Für die Evangelische Kirche in Deutschland (EKD) gratulierte Ratsvorsitzender Nikolaus Schneider dem neuen Zentralrats-Präsidenten. In Graumanns Lebensgeschichte komme der Neuanfang jüdischen Lebens in Deutschland eindruckvoll zum Ausdruck, heißt es in dem Glückwunschschreiben. Der bisherigen Präsidentin Knobloch dankte der EKD-Ratsvorsitzende für eine vertrauensvolle Zusammenarbeit, die von gegenseitiger Wertschätzung und gemeinsamem Eintreten für die demokratische Entwicklung der Gesellschaft getragen sei.

"Kluger Gestalter und souveränder Verhandler"

Der Vorsitzende der katholischen Deutschen Bischofskonferenz, Erzbischof Robert Zollitsch, lobte in seiner Gratulation den Gesprächskontakt zwischen Zentralrat und katholischer Kirche. Er schrieb an Graumann: "Sie dürfen gewiss sein, dass die Deutsche Bischofskonferenz auch weiterhin gegen jede Form von Antijudaismus und Antisemitismus eintreten und der Leugnung der Schoah entschieden widersprechen wird." Knobloch würdigte der Erzbischof als "verlässliche und offene Gesprächspartnerin" für die katholische Kirche.

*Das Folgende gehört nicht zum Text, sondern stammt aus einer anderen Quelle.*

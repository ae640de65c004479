//! Extraction of gridded data at arbitrary target points.
//!
//! A request names a source grid, a list of target points, a backing
//! array and a slice. Extraction happens in two phases: every target
//! point is first located in the source grid (producing a [`PixelMap`]),
//! then the touched source cells are fetched with one of three
//! [`DataReadingStrategy`] variants and scattered back to the targets.
//!
//! # Architecture
//!
//! ```text
//! GridExtractor::extract(source, targets, reader, slice)
//!      │
//!      ├─► SourceGrid::Curvilinear ── IndexCache::get_or_build ──► SpatialIndex
//!      │   SourceGrid::Regular ────── axis arithmetic
//!      │   SourceGrid::Rectilinear ── binary search per axis
//!      │
//!      ▼
//! PixelMap::new (parallel point lookups, sort, dedup)
//!      │
//!      ├─► sorted (source cell, target) entries
//!      │
//!      ▼
//! DataReadingStrategy::read
//!      │
//!      ├─► PixelByPixel: 1×1 read per cell
//!      ├─► Scanline:     one read per row span
//!      └─► BoundingBox:  one read
//!               │
//!               ▼
//!      ValueConversion ──► Vec<f32> (NaN where unresolved or missing)
//! ```
//!
//! # Example
//!
//! ```ignore
//! use grid_extract::{ExtractConfig, GridExtractor, PointList, Slice, ValueConversion, ZarrArrayReader};
//!
//! let extractor = GridExtractor::new(ExtractConfig::from_env())?;
//! let source = extractor.source_for(coords)?;
//! let reader = ZarrArrayReader::open(store, "/sst")?;
//! let targets = PointList::new(vec![(-30.0, -20.0), (-29.5, -20.5)]);
//!
//! let values = extractor.extract(&source, &targets, &reader, Slice::at_time(0), &ValueConversion::identity())?;
//! ```

pub mod config;
pub mod conversion;
pub mod error;
pub mod extractor;
pub mod pixel_map;
pub mod reader;
pub mod source;
pub mod strategy;
pub mod target;
pub mod types;

pub use config::ExtractConfig;
pub use conversion::ValueConversion;
pub use error::{BackingStoreError, ExtractError, ReadConsistencyError, Result};
pub use extractor::GridExtractor;
pub use pixel_map::{PixelGroup, PixelGroups, PixelMap};
pub use reader::{ArrayReader, InMemoryArrayReader, ZarrArrayReader};
pub use source::SourceGrid;
pub use strategy::DataReadingStrategy;
pub use target::{AxisPair, PointList, ProjectedPoints, TargetDomain, ToLonLat};
pub use types::{RawRectangle, ReadCost, Slice};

Bundestagspräsident Norbert Lammert lobte Graumann als klugen Gestalter, souveränen Verhandler und Mann klarer Worte. Sein Amtsantritt sei "eine Zeitenwende für den Zentralrat". Mit ihm rücke erstmals "eine Persönlichkeit an die Spitze, die nicht zur Überlebenden-, sondern zur Nachgeborenengeneration zählt", erklärte Lammert in seinem Gratulationsschreiben.